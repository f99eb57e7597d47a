//! Dynamic symbol resolution for driver entry points

use std::{
    collections::HashMap,
    ffi::{c_void, CString},
    fmt, mem,
    ptr::NonNull,
};

use tracing::trace;

/// Error loading a driver library or one of its mandatory entry points
#[derive(Debug, thiserror::Error)]
pub enum LoaderError {
    /// The library could not be opened
    #[error("Failed to open {name}: {reason}")]
    Open {
        /// Library that was attempted
        name: &'static str,
        /// Why it failed
        reason: String,
    },
    /// A mandatory symbol is missing
    #[error("Required symbol {0} is missing")]
    MissingSymbol(String),
}

/// Resolves symbols by name
pub trait SymbolLoader {
    /// Address of `name`, if it can be resolved
    fn resolve(&self, name: &str) -> Option<NonNull<c_void>>;
}

impl<A: SymbolLoader, B: SymbolLoader> SymbolLoader for (A, B) {
    fn resolve(&self, name: &str) -> Option<NonNull<c_void>> {
        self.0.resolve(name).or_else(|| self.1.resolve(name))
    }
}

impl<T: SymbolLoader + ?Sized> SymbolLoader for &T {
    fn resolve(&self, name: &str) -> Option<NonNull<c_void>> {
        (**self).resolve(name)
    }
}

/// A shared library opened with `dlopen`
#[cfg(feature = "libloading")]
pub struct DynamicLibrary {
    name: &'static str,
    library: libloading::Library,
}

#[cfg(feature = "libloading")]
impl fmt::Debug for DynamicLibrary {
    fn fmt(&self, f: &mut fmt::Formatter<'_>) -> fmt::Result {
        f.debug_struct("DynamicLibrary").field("name", &self.name).finish()
    }
}

#[cfg(feature = "libloading")]
impl DynamicLibrary {
    /// Open the first library of `names` that can be loaded
    pub fn open_first(names: &[&'static str]) -> Result<DynamicLibrary, LoaderError> {
        let mut reason = String::from("no candidate");
        for &name in names {
            match unsafe { libloading::Library::new(name) } {
                Ok(library) => {
                    trace!(name, "Loaded library");
                    return Ok(DynamicLibrary { name, library });
                }
                Err(err) => reason = err.to_string(),
            }
        }
        Err(LoaderError::Open {
            name: names.first().copied().unwrap_or_default(),
            reason,
        })
    }
}

#[cfg(feature = "libloading")]
impl SymbolLoader for DynamicLibrary {
    fn resolve(&self, name: &str) -> Option<NonNull<c_void>> {
        let symbol = CString::new(name).ok()?;
        let address = unsafe {
            self.library
                .get::<*mut c_void>(symbol.as_bytes_with_nul())
                .ok()
                .map(|symbol| *symbol)?
        };
        NonNull::new(address)
    }
}

/// Resolves through a `GetProcAddress` style entry point of the driver
pub struct ProcAddressLoader {
    get_proc_address: unsafe extern "C" fn(*const std::ffi::c_char) -> *mut c_void,
}

impl fmt::Debug for ProcAddressLoader {
    fn fmt(&self, f: &mut fmt::Formatter<'_>) -> fmt::Result {
        f.debug_struct("ProcAddressLoader").finish_non_exhaustive()
    }
}

impl ProcAddressLoader {
    /// Wrap a driver's `GetProcAddress`
    pub fn new(get_proc_address: unsafe extern "C" fn(*const std::ffi::c_char) -> *mut c_void) -> Self {
        ProcAddressLoader { get_proc_address }
    }
}

impl SymbolLoader for ProcAddressLoader {
    fn resolve(&self, name: &str) -> Option<NonNull<c_void>> {
        let symbol = CString::new(name).ok()?;
        NonNull::new(unsafe { (self.get_proc_address)(symbol.as_ptr()) })
    }
}

/// Resolved entry points, by name
#[derive(Debug, Default, Clone)]
pub struct SymbolTable {
    symbols: HashMap<String, NonNull<c_void>>,
}

impl SymbolTable {
    /// An empty table
    pub fn new() -> Self {
        Self::default()
    }

    /// Record a resolved symbol
    pub fn insert(&mut self, name: impl Into<String>, address: NonNull<c_void>) {
        self.symbols.insert(name.into(), address);
    }

    /// Whether `name` was resolved
    pub fn contains(&self, name: &str) -> bool {
        self.symbols.contains_key(name)
    }

    /// Number of resolved symbols
    pub fn len(&self) -> usize {
        self.symbols.len()
    }

    /// Whether nothing was resolved
    pub fn is_empty(&self) -> bool {
        self.symbols.is_empty()
    }

    /// Resolve every name of `names`, failing on the first one that is missing
    pub fn load_required(&mut self, loader: &dyn SymbolLoader, names: &[&str]) -> Result<(), LoaderError> {
        for &name in names {
            let address = loader
                .resolve(name)
                .ok_or_else(|| LoaderError::MissingSymbol(name.to_owned()))?;
            self.insert(name, address);
        }
        Ok(())
    }

    /// Typed access to a resolved symbol
    ///
    /// # Safety
    ///
    /// `F` must be the function pointer type matching the symbol's C signature.
    pub unsafe fn get<F: Copy>(&self, name: &str) -> Option<F> {
        assert_eq!(mem::size_of::<F>(), mem::size_of::<*mut c_void>());
        self.symbols
            .get(name)
            .map(|address| mem::transmute_copy::<*mut c_void, F>(&address.as_ptr()))
    }
}

#[cfg(test)]
pub(crate) mod tests {
    use std::collections::HashSet;

    use super::*;

    /// Resolves a fixed set of names to dummy addresses
    #[derive(Debug, Default)]
    pub(crate) struct FakeLoader {
        pub names: HashSet<String>,
    }

    impl FakeLoader {
        pub fn with(names: &[&str]) -> Self {
            FakeLoader {
                names: names.iter().map(|name| name.to_string()).collect(),
            }
        }
    }

    impl SymbolLoader for FakeLoader {
        fn resolve(&self, name: &str) -> Option<NonNull<c_void>> {
            self.names
                .contains(name)
                .then(|| NonNull::dangling())
        }
    }

    #[test]
    fn required_symbols_fail_fast() {
        let loader = FakeLoader::with(&["a", "b"]);
        let mut table = SymbolTable::new();
        assert!(table.load_required(&loader, &["a", "b"]).is_ok());
        assert_eq!(table.len(), 2);

        let err = table.load_required(&loader, &["a", "missing"]).unwrap_err();
        assert!(matches!(err, LoaderError::MissingSymbol(name) if name == "missing"));
    }

    #[test]
    fn chained_loaders_fall_back() {
        let loader = (FakeLoader::with(&["first"]), FakeLoader::with(&["second"]));
        assert!(loader.resolve("first").is_some());
        assert!(loader.resolve("second").is_some());
        assert!(loader.resolve("third").is_none());
    }
}
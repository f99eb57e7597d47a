//! Blocking vblank waits on a DRI device

use std::{
    fmt, io,
    os::unix::io::{AsFd, AsRawFd, BorrowedFd, OwnedFd},
    path::Path,
};

use drm::{VblankWaitFlags, VblankWaitTarget};
use rustix::fs::{Mode, OFlags};
use tracing::trace;

/// A DRI device used only to wait for the vertical refresh
pub struct DrmVblank {
    fd: OwnedFd,
}

impl fmt::Debug for DrmVblank {
    fn fmt(&self, f: &mut fmt::Formatter<'_>) -> fmt::Result {
        f.debug_struct("DrmVblank").field("fd", &self.fd.as_raw_fd()).finish()
    }
}

impl AsFd for DrmVblank {
    fn as_fd(&self) -> BorrowedFd<'_> {
        self.fd.as_fd()
    }
}

impl drm::Device for DrmVblank {}

impl DrmVblank {
    /// Open the device at `path`
    pub fn open(path: &Path) -> io::Result<DrmVblank> {
        let fd = rustix::fs::open(path, OFlags::RDWR | OFlags::CLOEXEC, Mode::empty())?;
        trace!(?path, "Opened DRI device for vblank waits");
        Ok(DrmVblank { fd })
    }

    /// Use an already opened device
    pub fn from_fd(fd: OwnedFd) -> DrmVblank {
        DrmVblank { fd }
    }

    /// Block until the next vertical refresh
    pub fn wait(&self) -> io::Result<()> {
        wait_next(self)
    }
}

struct BorrowedDevice<'a>(BorrowedFd<'a>);

impl AsFd for BorrowedDevice<'_> {
    fn as_fd(&self) -> BorrowedFd<'_> {
        self.0
    }
}

impl drm::Device for BorrowedDevice<'_> {}

/// Block until the next vertical refresh of the first CRTC of `fd`, retrying on `EINTR`
pub fn wait_vblank(fd: BorrowedFd<'_>) -> io::Result<()> {
    wait_next(&BorrowedDevice(fd))
}

fn wait_next(device: &impl drm::Device) -> io::Result<()> {
    loop {
        match device.wait_vblank(VblankWaitTarget::Relative(1), VblankWaitFlags::empty(), 0, 0) {
            Ok(reply) => {
                trace!(frame = reply.frame(), "Vblank");
                return Ok(());
            }
            Err(err) if err.kind() == io::ErrorKind::Interrupted => continue,
            Err(err) => return Err(err),
        }
    }
}
//! X11 display-server connection
//!
//! Every X11-based window system backend (GLX and EGL on X11) talks to the server through the
//! [`XServer`] trait. The production implementation is [`X11Connection`], an Xlib display whose
//! XCB connection is driven through [x11rb](https://github.com/psychon/x11rb). Xlib is needed
//! because GLX and EGL drivers expect an Xlib `Display*`, while everything this crate requests
//! itself goes through x11rb.
//!
//! ## Error traps
//!
//! Requests that may legitimately fail (probing a foreign window, binding a pixmap the driver
//! may reject) are wrapped in an [`ErrorTrap`]. Protocol errors raised while a trap is active
//! are caught and returned as an error code by [`ErrorTrap::finish`] instead of being reported.
//!
//! ```rust,ignore
//! let trap = ErrorTrap::new(&connection);
//! let size = connection.window_size(foreign_window);
//! if trap.finish() != 0 {
//!     // the window was not valid
//! }
//! ```
//!
//! ## Pixmap textures
//!
//! [`TexturePixmapX11`] keeps a GPU texture in sync with an X pixmap using the Damage extension
//! to track changes.

use std::{fmt, os::unix::io::BorrowedFd};

use crate::utils::{Rectangle, Size};

mod connection;
mod error;
mod extension;
mod pixmap;
mod trap;
mod window;

pub use self::connection::X11Connection;
pub use self::error::{X11Error, XlibError};
pub use self::extension::{ExtensionInfo, Extensions};
pub use self::pixmap::{
    ImageData, PixmapBinding, ShmSegment, TextureId, TexturePixmapX11, TextureStorage,
};
pub use self::trap::{ErrorTrap, ErrorTrapStack, TrapToken};
pub use self::window::{SizeHints, WindowDescriptor, WINDOW_EVENT_MASK};

/// X11 events relevant to window system backends
#[derive(Debug, Clone, Copy, PartialEq, Eq)]
pub enum XEvent {
    /// A window changed its size
    Configure {
        /// Affected window
        window: u32,
        /// New size
        size: Size,
    },
    /// Part of a window was exposed and needs to be redrawn
    Expose {
        /// Affected window
        window: u32,
        /// Exposed area
        area: Rectangle,
    },
    /// A swap requested on a GLX drawable completed
    SwapComplete {
        /// The GLX drawable or X window that was swapped
        drawable: u32,
    },
    /// A damage object reported changes to its drawable
    DamageNotify {
        /// The damage object
        damage: u32,
        /// Bounding box of the reported damage
        area: Rectangle,
    },
}

/// Access to an X server, as required by the window system backends.
///
/// Requests are sent asynchronously. Protocol errors they cause are either caught by an active
/// error trap or logged when they arrive.
pub trait XServer: fmt::Debug {
    /// Push an error trap, see [`ErrorTrap`]
    fn trap_errors(&self) -> TrapToken;
    /// Synchronize, pop the innermost error trap and return the error code it caught
    fn untrap_errors(&self, token: TrapToken) -> u8;

    /// Create a window
    fn create_window(&self, descriptor: &WindowDescriptor) -> Result<u32, X11Error>;
    /// Destroy a window
    fn destroy_window(&self, window: u32);
    /// Query the current size of a window
    fn window_size(&self, window: u32) -> Result<Size, X11Error>;
    /// Map a window
    fn map_window(&self, window: u32);
    /// Unmap a window
    fn unmap_window(&self, window: u32);
    /// Set the window manager size hints of a window
    fn set_size_hints(&self, window: u32, hints: &SizeHints);
    /// Depth of a visual of the default screen
    fn visual_depth(&self, visual: u32) -> Option<u8>;

    /// Send all buffered requests
    fn flush(&self);
    /// Wait until the server processed all requests sent so far
    fn sync(&self);
    /// Next pending event, without blocking
    fn poll_event(&self) -> Result<Option<XEvent>, X11Error>;
    /// The connection socket, readable when events arrive
    fn poll_fd(&self) -> Option<BorrowedFd<'_>> {
        None
    }
}

/// Geometry of a pixmap
#[derive(Debug, Clone, Copy, PartialEq, Eq)]
pub struct PixmapGeometry {
    /// Size of the pixmap
    pub size: Size,
    /// Depth of the pixmap
    pub depth: u8,
}

/// Channel masks of a visual
#[derive(Debug, Clone, Copy, PartialEq, Eq, Default)]
pub struct VisualMasks {
    /// Red channel
    pub red: u32,
    /// Green channel
    pub green: u32,
    /// Blue channel
    pub blue: u32,
}

/// Memory layout of `ZPixmap` images of one depth
#[derive(Debug, Clone, Copy, PartialEq, Eq)]
pub struct ImageFormat {
    /// Bits per pixel
    pub bits_per_pixel: u8,
    /// Scanline padding, in bits
    pub scanline_pad: u8,
}

impl ImageFormat {
    /// Bytes per row of an image `width` pixels wide
    pub fn stride(&self, width: i32) -> usize {
        let pad = usize::from(self.scanline_pad.max(8));
        let bits = width.max(0) as usize * usize::from(self.bits_per_pixel);
        (bits + pad - 1) / pad * pad / 8
    }

    /// Bytes per pixel
    pub fn bytes_per_pixel(&self) -> usize {
        (usize::from(self.bits_per_pixel) + 7) / 8
    }
}

/// Server-side operations needed to keep a texture in sync with a pixmap
pub trait PixmapSource: XServer {
    /// Size and depth of a pixmap
    fn pixmap_geometry(&self, pixmap: u32) -> Result<PixmapGeometry, X11Error>;
    /// Channel masks of the root visual, used to interpret fetched pixmap contents
    fn visual_masks(&self) -> VisualMasks;
    /// Image layout the server uses for `depth`
    fn image_format(&self, depth: u8) -> Option<ImageFormat>;

    /// Create a damage object reporting bounding boxes, `None` without the Damage extension
    fn create_damage(&self, drawable: u32) -> Option<u32>;
    /// Clear the damage accumulated by a damage object
    fn subtract_damage(&self, damage: u32);
    /// Destroy a damage object
    fn destroy_damage(&self, damage: u32);

    /// Whether the server supports MIT-SHM
    fn shm_available(&self) -> bool;
    /// Attach a SysV shared memory segment, `None` if the server refused it
    fn attach_shm(&self, shmid: i32) -> Option<u32>;
    /// Detach a segment attached with [`PixmapSource::attach_shm`]
    fn detach_shm(&self, segment: u32);
    /// Copy `area` of a drawable to the start of an attached segment
    fn shm_get_image(&self, drawable: u32, area: Rectangle, segment: u32) -> Result<(), X11Error>;
    /// Fetch `area` of a drawable
    fn get_image(&self, drawable: u32, area: Rectangle) -> Result<Vec<u8>, X11Error>;
}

++++++++++++++++++++

▶ _About this task_
Above are the records; repeat exactly the lines from the one holding "The damage object" down to the one holding "Create a window", end lines included.

▶ _Response area_
        /// The damage object
        damage: u32,
        /// Bounding box of the reported damage
        area: Rectangle,
    },
}

/// Access to an X server, as required by the window system backends.
///
/// Requests are sent asynchronously. Protocol errors they cause are either caught by an active
/// error trap or logged when they arrive.
pub trait XServer: fmt::Debug {
    /// Push an error trap, see [`ErrorTrap`]
    fn trap_errors(&self) -> TrapToken;
    /// Synchronize, pop the innermost error trap and return the error code it caught
    fn untrap_errors(&self, token: TrapToken) -> u8;

    /// Create a window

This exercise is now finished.